The Irish Farmers’ Association has defended the services provided by the Department of Agriculture’s regional veterinary laboratories.
IFA Animal Health chairman Bert Stewart said the offices are a highly regarded, vital support for farmers countrywide and that reducing their role and support structure was unacceptable.
He said farmers depend on the quality and independence of the strategically- located regional veterinary laboratory structure.
He said: “This structure facilitates the convenient and timely submission of samples by farmers and vets when urgent, accurate, independent diagnosis of on-farm problems is required.”
Mr Stewart said with increasing herd sizes, farmers will face different challenges and animal health issues that will require the support of their local regional veterinary laboratory.
At a time when farmers are making huge investments in raising the health status of the national herd, the department should be increasing the resources and the service provided. Mr Stewart said veterinary laboratories are best equipped to provide these services.
“It is critical that the existing structures are maintained and built on to ensure they are fit for purpose and continue to deliver real value to farmers,” he said.

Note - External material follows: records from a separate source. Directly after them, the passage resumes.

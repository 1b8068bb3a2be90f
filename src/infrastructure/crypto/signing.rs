//! Approval signing and verification (ed25519).
//!
//! The signature covers the canonical byte form of the approval with the
//! `signature` field removed. Verification also checks key registry
//! state: a missing, revoked, or non-ed25519 key rejects the approval.

use base64::engine::general_purpose::STANDARD as BASE64;
use base64::Engine;
use ed25519_dalek::{Signature, Signer, SigningKey, Verifier, VerifyingKey};
use rand::rngs::OsRng;

use crate::domain::error::ApprovalError;
use crate::domain::models::approval::{SignedApproval, SigningKeyRecord};

use super::canonical::canonical_json;

/// The canonical bytes an approval signature covers.
pub fn approval_signing_bytes(approval: &SignedApproval) -> Vec<u8> {
    let mut value = serde_json::to_value(approval)
        .unwrap_or(serde_json::Value::Null);
    if let Some(map) = value.as_object_mut() {
        map.remove("signature");
    }
    canonical_json(&value).into_bytes()
}

/// Sign an approval in place with the given private key.
pub fn sign_approval(approval: &mut SignedApproval, signing_key: &SigningKey) {
    approval.signature = String::new();
    let bytes = approval_signing_bytes(approval);
    let signature = signing_key.sign(&bytes);
    approval.signature = BASE64.encode(signature.to_bytes());
}

/// Verify an approval against a registered public key.
pub fn verify_approval(
    approval: &SignedApproval,
    key: &SigningKeyRecord,
) -> Result<(), ApprovalError> {
    if key.revoked {
        return Err(ApprovalError::KeyRevoked(key.key_id.clone()));
    }
    if key.algorithm != SigningKeyRecord::ALGORITHM_ED25519 {
        return Err(ApprovalError::UnsupportedAlgorithm(key.algorithm.clone()));
    }

    let public_bytes = BASE64
        .decode(&key.public_key)
        .map_err(|e| ApprovalError::MalformedKeyMaterial(key.key_id.clone(), e.to_string()))?;
    let public_bytes: [u8; 32] = public_bytes.as_slice().try_into().map_err(|_| {
        ApprovalError::MalformedKeyMaterial(key.key_id.clone(), "expected 32 bytes".to_string())
    })?;
    let verifying_key = VerifyingKey::from_bytes(&public_bytes)
        .map_err(|e| ApprovalError::MalformedKeyMaterial(key.key_id.clone(), e.to_string()))?;

    let signature_bytes = BASE64
        .decode(&approval.signature)
        .map_err(|_| ApprovalError::SignatureInvalid(approval.approval_id))?;
    let signature = Signature::from_slice(&signature_bytes)
        .map_err(|_| ApprovalError::SignatureInvalid(approval.approval_id))?;

    let mut unsigned = approval.clone();
    unsigned.signature = String::new();
    let bytes = approval_signing_bytes(&unsigned);

    verifying_key
        .verify(&bytes, &signature)
        .map_err(|_| ApprovalError::SignatureInvalid(approval.approval_id))
}

/// Generate a fresh ed25519 keypair.
pub fn generate_keypair() -> (SigningKey, VerifyingKey) {
    let signing_key = SigningKey::generate(&mut OsRng);
    let verifying_key = signing_key.verifying_key();
    (signing_key, verifying_key)
}

/// Base64 form of a public key, as stored in the key registry.
pub fn encode_public_key(key: &VerifyingKey) -> String {
    BASE64.encode(key.to_bytes())
}

/// Base64 form of a private key, as written to key files.
pub fn encode_private_key(key: &SigningKey) -> String {
    BASE64.encode(key.to_bytes())
}

/// Decode a base64 private key.
pub fn decode_private_key(encoded: &str) -> Result<SigningKey, ApprovalError> {
    let bytes = BASE64
        .decode(encoded.trim())
        .map_err(|e| ApprovalError::MalformedKeyMaterial("private".to_string(), e.to_string()))?;
    let bytes: [u8; 32] = bytes.as_slice().try_into().map_err(|_| {
        ApprovalError::MalformedKeyMaterial("private".to_string(), "expected 32 bytes".to_string())
    })?;
    Ok(SigningKey::from_bytes(&bytes))
}

#[cfg(test)]
mod tests {
    use super::*;
    use crate::domain::models::approval::{
        ApprovalDecision, ApprovalTarget, Approver, ApproverRole, Scope,
    };
    use chrono::Utc;
    use uuid::Uuid;

    fn key_record(verifying_key: &VerifyingKey, revoked: bool) -> SigningKeyRecord {
        SigningKeyRecord {
            key_id: "k-test".to_string(),
            tenant_id: "t-1".to_string(),
            algorithm: SigningKeyRecord::ALGORITHM_ED25519.to_string(),
            public_key: encode_public_key(verifying_key),
            revoked,
            created_at: Utc::now(),
            revoked_at: None,
        }
    }

    fn approval() -> SignedApproval {
        SignedApproval {
            approval_id: Uuid::new_v4(),
            tenant_id: "t-1".to_string(),
            approver: Approver {
                approver_type: "user".to_string(),
                id: "u-2".to_string(),
                email: Some("u2@example.com".to_string()),
            },
            approver_role: ApproverRole::Maintainer,
            decision: ApprovalDecision::Approved,
            scopes_approved: vec![Scope::Commit, Scope::Push],
            target: ApprovalTarget::Run {
                run_id: Uuid::new_v4(),
            },
            intent_hash: "abc123".to_string(),
            reason: None,
            source: "cli".to_string(),
            signing_key_id: "k-test".to_string(),
            signature: String::new(),
            created_at: Utc::now(),
            expires_at: None,
        }
    }

    #[test]
    fn sign_then_verify() {
        let (sk, vk) = generate_keypair();
        let mut a = approval();
        sign_approval(&mut a, &sk);
        verify_approval(&a, &key_record(&vk, false)).unwrap();
    }

    #[test]
    fn tampering_breaks_the_signature() {
        let (sk, vk) = generate_keypair();
        let mut a = approval();
        sign_approval(&mut a, &sk);

        a.scopes_approved.push(Scope::Deploy);
        let err = verify_approval(&a, &key_record(&vk, false)).unwrap_err();
        assert!(matches!(err, ApprovalError::SignatureInvalid(_)));
    }

    #[test]
    fn revoked_key_rejects() {
        let (sk, vk) = generate_keypair();
        let mut a = approval();
        sign_approval(&mut a, &sk);

        let err = verify_approval(&a, &key_record(&vk, true)).unwrap_err();
        assert!(matches!(err, ApprovalError::KeyRevoked(_)));
    }

    #[test]
    fn unsupported_algorithm_rejects() {
        let (sk, vk) = generate_keypair();
        let mut a = approval();
        sign_approval(&mut a, &sk);

        let mut rec = key_record(&vk, false);
        rec.algorithm = "rsa".to_string();
        let err = verify_approval(&a, &rec).unwrap_err();
        assert!(matches!(err, ApprovalError::UnsupportedAlgorithm(_)));
    }

    #[test]
    fn wrong_key_rejects() {
        let (sk, _) = generate_keypair();
        let (_, other_vk) = generate_keypair();
        let mut a = approval();
        sign_approval(&mut a, &sk);

        let err = verify_approval(&a, &key_record(&other_vk, false)).unwrap_err();
        assert!(matches!(err, ApprovalError::SignatureInvalid(_)));
    }

    #[test]
    fn private_key_round_trips() {
        let (sk, _) = generate_keypair();
        let decoded = decode_private_key(&encode_private_key(&sk)).unwrap();
        assert_eq!(sk.to_bytes(), decoded.to_bytes());
    }
}
//! `gwi key` handlers.

use chrono::Utc;

use crate::cli::context::AppContext;
use crate::cli::output;
use crate::domain::models::approval::SigningKeyRecord;
use crate::infrastructure::crypto::{encode_private_key, encode_public_key, generate_keypair};

use super::CliError;

pub async fn handle_generate(
    ctx: &AppContext,
    key_id: &str,
    out: &str,
    json: bool,
) -> Result<(), CliError> {
    if key_id.trim().is_empty() {
        return Err(CliError::Validation("key id cannot be empty".to_string()));
    }

    let (signing_key, verifying_key) = generate_keypair();
    let record = SigningKeyRecord {
        key_id: key_id.to_string(),
        tenant_id: ctx.config.worker.tenant_id.clone(),
        algorithm: SigningKeyRecord::ALGORITHM_ED25519.to_string(),
        public_key: encode_public_key(&verifying_key),
        revoked: false,
        created_at: Utc::now(),
        revoked_at: None,
    };
    ctx.key_store.register(&record).await?;

    std::fs::write(out, encode_private_key(&signing_key))
        .map_err(|e| CliError::Store(format!("cannot write key file {out}: {e}")))?;

    if json {
        println!(
            "{}",
            serde_json::to_string_pretty(&record)
                .map_err(|e| CliError::Store(e.to_string()))?
        );
    } else {
        output::success(&format!(
            "key {key_id} registered; private key written to {out}"
        ));
    }
    Ok(())
}

pub async fn handle_revoke(ctx: &AppContext, key_id: &str, json: bool) -> Result<(), CliError> {
    ctx.key_store
        .revoke(key_id)
        .await
        .map_err(|e| CliError::Signature(e.to_string()))?;
    if json {
        println!("{}", serde_json::json!({"key_id": key_id, "revoked": true}));
    } else {
        output::success(&format!("key {key_id} revoked"));
    }
    Ok(())
}

pub async fn handle_list(ctx: &AppContext, json: bool) -> Result<(), CliError> {
    let keys = ctx
        .key_store
        .list(&ctx.config.worker.tenant_id)
        .await?;

    if json {
        println!(
            "{}",
            serde_json::to_string_pretty(&keys)
                .map_err(|e| CliError::Store(e.to_string()))?
        );
    } else if keys.is_empty() {
        println!("no signing keys registered");
    } else {
        for key in &keys {
            println!(
                "{}  {}  {}  {}",
                key.key_id,
                key.algorithm,
                if key.revoked { "revoked" } else { "active" },
                key.created_at.format("%Y-%m-%d %H:%M:%S"),
            );
        }
    }
    Ok(())
}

Agriculture Minister Simon Coveney, in response to Dáil questions, has repeatedly stressed that the number of administrative staff required in regional offices has reduced significantly. This arose from the reduction in the incidence of disease, the computerisation of much of the work, and the introduction of efficiencies in the operation of the Bovine TB eradication scheme.

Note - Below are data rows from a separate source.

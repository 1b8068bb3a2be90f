//! Git With Intent - durable execution core.
//!
//! Orchestrates autonomous agent runs that turn GitHub issues into pull
//! requests, with:
//! - Idempotent event intake (at-most-once handler invocation)
//! - A checkpointed phase pipeline (analyze, plan, apply, test, publish)
//! - Heartbeat-based ownership and orphan detection
//! - Startup recovery that resumes or fails orphans, never loops
//! - A policy gate verifying signed approvals before irreversible phases

pub mod cli;
pub mod domain;
pub mod infrastructure;
pub mod services;

pub use infrastructure::database::DatabaseConnection;
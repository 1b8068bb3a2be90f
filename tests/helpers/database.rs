use gwi::DatabaseConnection;
use sqlx::SqlitePool;

/// Create an in-memory SQLite database with migrations applied.
///
/// One connection only: each in-memory connection would otherwise be a
/// separate database.
#[allow(dead_code)]
pub async fn setup_test_db() -> SqlitePool {
    let db = DatabaseConnection::with_max_connections("sqlite::memory:", 1)
        .await
        .expect("failed to create test database");
    db.migrate().await.expect("failed to run migrations");
    db.pool().clone()
}

#[allow(dead_code)]
pub async fn teardown_test_db(pool: SqlitePool) {
    pool.close().await;
}
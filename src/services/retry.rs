//! Transient-error retry with exponential backoff and jitter.
//!
//! Only transient store errors are retried; validation, conflict, and
//! constraint errors surface immediately. On exhaustion the last error
//! is returned and the caller elevates it to a run-level failure.

use std::future::Future;
use std::sync::atomic::{AtomicU32, Ordering};
use std::time::Duration;

use backoff::ExponentialBackoffBuilder;
use tracing::warn;

use crate::domain::error::StoreError;
use crate::domain::models::config::RetryConfig;

/// Run a store operation, retrying transient failures.
pub async fn with_store_retry<T, F, Fut>(
    config: &RetryConfig,
    op_name: &str,
    mut op: F,
) -> Result<T, StoreError>
where
    F: FnMut() -> Fut,
    Fut: Future<Output = Result<T, StoreError>>,
{
    let policy = ExponentialBackoffBuilder::new()
        .with_initial_interval(Duration::from_millis(config.initial_backoff_ms))
        .with_max_interval(Duration::from_millis(config.max_backoff_ms))
        .with_max_elapsed_time(None)
        .build();

    let attempts = AtomicU32::new(0);
    let max_attempts = config.max_attempts.max(1);

    backoff::future::retry(policy, || {
        let attempt = attempts.fetch_add(1, Ordering::SeqCst) + 1;
        let fut = op();
        async move {
            match fut.await {
                Ok(value) => Ok(value),
                Err(e) if e.is_transient() && attempt < max_attempts => {
                    warn!(op = op_name, attempt, error = %e, "transient store error, retrying");
                    Err(backoff::Error::transient(e))
                }
                Err(e) => Err(backoff::Error::permanent(e)),
            }
        }
    })
    .await
}

#[cfg(test)]
mod tests {
    use super::*;
    use std::sync::atomic::AtomicUsize;

    fn fast_config() -> RetryConfig {
        RetryConfig {
            max_attempts: 3,
            initial_backoff_ms: 1,
            max_backoff_ms: 5,
        }
    }

    #[tokio::test]
    async fn transient_errors_are_retried_until_success() {
        let calls = AtomicUsize::new(0);
        let result = with_store_retry(&fast_config(), "test", || {
            let n = calls.fetch_add(1, Ordering::SeqCst);
            async move {
                if n < 2 {
                    Err(StoreError::ConnectionFailed("busy".to_string()))
                } else {
                    Ok(42)
                }
            }
        })
        .await
        .unwrap();

        assert_eq!(result, 42);
        assert_eq!(calls.load(Ordering::SeqCst), 3);
    }

    #[tokio::test]
    async fn permanent_errors_fail_fast() {
        let calls = AtomicUsize::new(0);
        let result: Result<(), _> = with_store_retry(&fast_config(), "test", || {
            calls.fetch_add(1, Ordering::SeqCst);
            async { Err(StoreError::ConstraintViolation("unique".to_string())) }
        })
        .await;

        assert!(result.is_err());
        assert_eq!(calls.load(Ordering::SeqCst), 1);
    }

    #[tokio::test]
    async fn exhaustion_returns_the_last_error() {
        let calls = AtomicUsize::new(0);
        let result: Result<(), _> = with_store_retry(&fast_config(), "test", || {
            calls.fetch_add(1, Ordering::SeqCst);
            async { Err(StoreError::ConnectionFailed("down".to_string())) }
        })
        .await;

        assert!(matches!(result, Err(StoreError::ConnectionFailed(_))));
        assert_eq!(calls.load(Ordering::SeqCst), 3);
    }
}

The centralisation of administrative functions in the local offices to two centres fits in both with his department’s objectives in driving efficiency and savings, and with the broad public service reform agenda.
Mr Coveney said this will enable his department to cut the number of staff required to support veterinary office operations and thus, the cost of providing its services.
The centralisation of administrative functions will not negatively impact upon local access and services for local customers, he said.